WHAT IS REQUIRED –
Tally up the lines below that carry the word "health", answering with the figure alone.

:: GIVEN RECORDS ::

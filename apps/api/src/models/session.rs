use std::fmt;

use serde::Serialize;

/// Body shown in place of the optimized CV when the match reply could not be parsed.
pub const PARSE_FAILURE_MESSAGE: &str = "Failed to parse AI response";

/// A match score as displayed: the digits exactly as the model wrote them,
/// or the `Error` sentinel.
#[derive(Debug, Clone, PartialEq, Eq, Serialize)]
#[serde(into = "String")]
pub enum Score {
    Percent(String),
    Error,
}

impl fmt::Display for Score {
    fn fmt(&self, f: &mut fmt::Formatter<'_>) -> fmt::Result {
        match self {
            Score::Percent(digits) => f.write_str(digits),
            Score::Error => f.write_str("Error"),
        }
    }
}

impl From<Score> for String {
    fn from(score: Score) -> Self {
        score.to_string()
    }
}

/// The three match fields. They only ever exist together.
#[derive(Debug, Clone, PartialEq, Serialize)]
pub struct MatchResult {
    pub original_score: Score,
    pub optimized_score: Score,
    pub optimized_cv_text: String,
}

impl MatchResult {
    /// What the user sees when the reply did not follow the template.
    pub fn parse_failure() -> Self {
        Self {
            original_score: Score::Error,
            optimized_score: Score::Error,
            optimized_cv_text: PARSE_FAILURE_MESSAGE.to_string(),
        }
    }
}

/// Outcome of a simulated assignment submission.
#[derive(Debug, Clone, PartialEq, Serialize)]
pub struct SubmissionResult {
    pub assignment_result: String,
    pub feedback: String,
}

/// A competency missing from the CV, with a suggested mini-assignment.
#[derive(Debug, Clone, PartialEq, Serialize)]
pub struct SkillGap {
    pub skill: String,
    pub description: String,
    pub result: Option<SubmissionResult>,
}

impl SkillGap {
    pub fn new(skill: impl Into<String>, description: impl Into<String>) -> Self {
        Self {
            skill: skill.into(),
            description: description.into(),
            result: None,
        }
    }
}
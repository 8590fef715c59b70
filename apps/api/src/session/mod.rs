//! Session state and the pure reducers that move it forward.
//!
//! Every user action is a function `(&SessionState, payload) -> next state`.
//! Nothing here touches the network or the store; handlers own those.

pub mod store;

use serde::Serialize;
use thiserror::Error;

use crate::matching::workflow::MatchReport;
use crate::models::session::{MatchResult, SkillGap, SubmissionResult};

/// File name offered for the optimized CV download.
pub const DOWNLOAD_FILENAME: &str = "optimized_cv.txt";

const SUBMISSION_RESULT: &str = "Submitted Successfully";
const SUBMISSION_FEEDBACK: &str = "Great effort! You're on the right track.";

#[derive(Debug, Error, PartialEq, Eq)]
pub enum SessionError {
    #[error("Both CV text and job description are required")]
    MissingInput,

    #[error("A match request is already in progress")]
    AlreadyLoading,

    #[error("Skill gap {index} does not exist (session has {len})")]
    SkillGapOutOfRange { index: usize, len: usize },
}

/// Everything one user session holds. Starts empty; never persisted.
#[derive(Debug, Clone, Default, PartialEq, Serialize)]
pub struct SessionState {
    pub cv_text: String,
    pub jd_text: String,
    /// `None` until the first workflow completes.
    pub match_result: Option<MatchResult>,
    pub skill_gaps: Vec<SkillGap>,
    pub loading: bool,
}

/// The optimized CV as a file the client can save.
#[derive(Debug, Clone, PartialEq)]
pub struct CvDownload {
    pub filename: &'static str,
    pub contents: String,
}

/// Replaces both input texts.
pub fn set_inputs(state: &SessionState, cv_text: String, jd_text: String) -> SessionState {
    SessionState {
        cv_text,
        jd_text,
        ..state.clone()
    }
}

/// Starts a match workflow. Refused while one is in flight or an input is blank.
pub fn begin_match(state: &SessionState) -> Result<SessionState, SessionError> {
    if state.loading {
        return Err(SessionError::AlreadyLoading);
    }
    if state.cv_text.trim().is_empty() || state.jd_text.trim().is_empty() {
        return Err(SessionError::MissingInput);
    }

    Ok(SessionState {
        loading: true,
        ..state.clone()
    })
}

/// Applies a finished workflow and clears `loading`.
///
/// The three match fields are replaced as one unit; skill gaps are replaced
/// wholesale (an empty list hides the panel).
pub fn complete_match(state: &SessionState, report: MatchReport) -> SessionState {
    SessionState {
        match_result: Some(report.outcome.into_result()),
        skill_gaps: report.skill_gaps,
        loading: false,
        ..state.clone()
    }
}

/// Marks the skill gap at `index` as submitted. Other entries are untouched.
pub fn simulate_submission(
    state: &SessionState,
    index: usize,
) -> Result<SessionState, SessionError> {
    let len = state.skill_gaps.len();
    if index >= len {
        return Err(SessionError::SkillGapOutOfRange { index, len });
    }

    let mut next = state.clone();
    next.skill_gaps[index].result = Some(SubmissionResult {
        assignment_result: SUBMISSION_RESULT.to_string(),
        feedback: SUBMISSION_FEEDBACK.to_string(),
    });
    Ok(next)
}

/// The optimized CV as a download, once a match has completed.
pub fn download(state: &SessionState) -> Option<CvDownload> {
    state.match_result.as_ref().map(|m| CvDownload {
        filename: DOWNLOAD_FILENAME,
        contents: m.optimized_cv_text.clone(),
    })
}
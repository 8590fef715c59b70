//! In-memory session store. Sessions live as long as the process and are
//! never written anywhere.

use std::collections::HashMap;
use std::sync::Arc;

use chrono::{DateTime, Utc};
use serde::Serialize;
use tokio::sync::RwLock;
use uuid::Uuid;

use crate::errors::AppError;
use crate::session::SessionState;

/// One session as returned to the client.
#[derive(Debug, Clone, Serialize)]
pub struct Session {
    pub id: Uuid,
    pub created_at: DateTime<Utc>,
    #[serde(flatten)]
    pub state: SessionState,
}

#[derive(Clone, Default)]
pub struct SessionStore {
    sessions: Arc<RwLock<HashMap<Uuid, Session>>>,
}

impl SessionStore {
    pub fn new() -> Self {
        Self::default()
    }

    pub async fn create(&self) -> Session {
        let session = Session {
            id: Uuid::new_v4(),
            created_at: Utc::now(),
            state: SessionState::default(),
        };
        self.sessions
            .write()
            .await
            .insert(session.id, session.clone());
        session
    }

    pub async fn get(&self, id: Uuid) -> Result<Session, AppError> {
        self.sessions
            .read()
            .await
            .get(&id)
            .cloned()
            .ok_or_else(|| not_found(id))
    }

    pub async fn remove(&self, id: Uuid) -> Result<(), AppError> {
        self.sessions
            .write()
            .await
            .remove(&id)
            .map(|_| ())
            .ok_or_else(|| not_found(id))
    }

    /// Applies `reducer` to the session's state under the write lock and
    /// stores the result. The lock is held only for the reducer itself.
    pub async fn update<F, E>(&self, id: Uuid, reducer: F) -> Result<Session, AppError>
    where
        F: FnOnce(&SessionState) -> Result<SessionState, E>,
        AppError: From<E>,
    {
        let mut sessions = self.sessions.write().await;
        let session = sessions.get_mut(&id).ok_or_else(|| not_found(id))?;
        session.state = reducer(&session.state)?;
        Ok(session.clone())
    }
}

fn not_found(id: Uuid) -> AppError {
    AppError::NotFound(format!("Session {id} not found"))
}
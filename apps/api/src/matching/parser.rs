//! Response parsers — pure functions from a raw model reply to display fields.
//!
//! Both parsers first try the structured (JSON) shape, then fall back to the
//! free-text template. The model is not bound to either format, so a parse
//! failure is an ordinary outcome, not an exceptional one.

use std::sync::OnceLock;

use regex::Regex;
use serde::Deserialize;

use crate::llm_client::strip_json_fences;
use crate::models::session::{MatchResult, Score, SkillGap};

/// Tagged result of parsing the match-score reply.
#[derive(Debug, Clone, PartialEq)]
pub enum MatchOutcome {
    Parsed(MatchResult),
    ParseFailure,
}

impl MatchOutcome {
    /// Collapses the outcome into what the session shows; failures become sentinels.
    pub fn into_result(self) -> MatchResult {
        match self {
            MatchOutcome::Parsed(result) => result,
            MatchOutcome::ParseFailure => MatchResult::parse_failure(),
        }
    }
}

#[derive(Debug, Deserialize)]
struct StructuredMatch {
    original_score: u32,
    optimized_cv_text: String,
    optimized_score: u32,
}

#[derive(Debug, Deserialize)]
struct StructuredSkillGaps {
    skill_gaps: Vec<StructuredSkillGap>,
}

#[derive(Debug, Deserialize)]
struct StructuredSkillGap {
    skill: String,
    description: String,
}

fn match_regex() -> &'static Regex {
    static RE: OnceLock<Regex> = OnceLock::new();
    RE.get_or_init(|| {
        // Body is lazy so it stops at the first optimized-score marker. Digit
        // groups are ASCII only; `\d` would also take other scripts' digits.
        Regex::new(
            r"(?s)Original CV Match Score:\s*([0-9]+)%.*?Optimized CV Text:\s*(.*?)Optimized CV Match Score:\s*([0-9]+)%",
        )
        .expect("Invalid match score regex")
    })
}

fn bullet_regex() -> &'static Regex {
    static RE: OnceLock<Regex> = OnceLock::new();
    RE.get_or_init(|| {
        Regex::new(r"^\s*- (.+?): (.*)$").expect("Invalid skill gap bullet regex")
    })
}

/// Parses the match-score reply into scores and the optimized CV body.
pub fn parse_match_response(raw: &str) -> MatchOutcome {
    if let Ok(structured) = serde_json::from_str::<StructuredMatch>(strip_json_fences(raw)) {
        return MatchOutcome::Parsed(MatchResult {
            original_score: Score::Percent(structured.original_score.to_string()),
            optimized_score: Score::Percent(structured.optimized_score.to_string()),
            optimized_cv_text: structured.optimized_cv_text.trim().to_string(),
        });
    }

    let Some(caps) = match_regex().captures(raw) else {
        return MatchOutcome::ParseFailure;
    };

    MatchOutcome::Parsed(MatchResult {
        original_score: Score::Percent(caps[1].to_string()),
        optimized_score: Score::Percent(caps[3].to_string()),
        optimized_cv_text: caps[2].trim().to_string(),
    })
}

/// Parses the skill-gap reply into entries, each with no submission result.
///
/// Line-oriented: a `- Skill: description` line opens an entry, following
/// non-bullet lines extend its description, a blank line closes it. Text
/// before the first bullet is ignored. No bullets yields an empty list.
pub fn parse_skill_gaps(raw: &str) -> Vec<SkillGap> {
    if let Ok(structured) = serde_json::from_str::<StructuredSkillGaps>(strip_json_fences(raw)) {
        return structured
            .skill_gaps
            .into_iter()
            .map(|g| SkillGap::new(g.skill.trim(), g.description.trim()))
            .collect();
    }

    let mut gaps = Vec::new();
    let mut open: Option<SkillGap> = None;

    for line in raw.lines() {
        if let Some(caps) = bullet_regex().captures(line) {
            gaps.extend(open.take());
            open = Some(SkillGap::new(
                caps[1].trim().trim_matches('*').trim(),
                caps[2].trim(),
            ));
        } else if line.trim().is_empty() {
            gaps.extend(open.take());
        } else if let Some(gap) = open.as_mut() {
            if !gap.description.is_empty() {
                gap.description.push(' ');
            }
            gap.description.push_str(line.trim());
        }
    }
    gaps.extend(open);

    gaps
}
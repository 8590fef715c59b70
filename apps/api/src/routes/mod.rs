pub mod health;

use axum::{
    routing::{get, post},
    Router,
};

use crate::matching::handlers;
use crate::proxy::handle_proxy;
use crate::state::AppState;

pub fn build_router(state: AppState) -> Router {
    Router::new()
        .route("/health", get(health::health_handler))
        // Prompt proxy
        .route("/api/v1/gemini", post(handle_proxy))
        // Session API
        .route("/api/v1/sessions", post(handlers::handle_create_session))
        .route(
            "/api/v1/sessions/:id",
            get(handlers::handle_get_session).delete(handlers::handle_delete_session),
        )
        .route("/api/v1/sessions/:id/match", post(handlers::handle_match))
        .route(
            "/api/v1/sessions/:id/skill-gaps/:index/submit",
            post(handlers::handle_simulate_submission),
        )
        .route(
            "/api/v1/sessions/:id/download",
            get(handlers::handle_download),
        )
        .with_state(state)
}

:::

EXERCISE OUTPUT –
2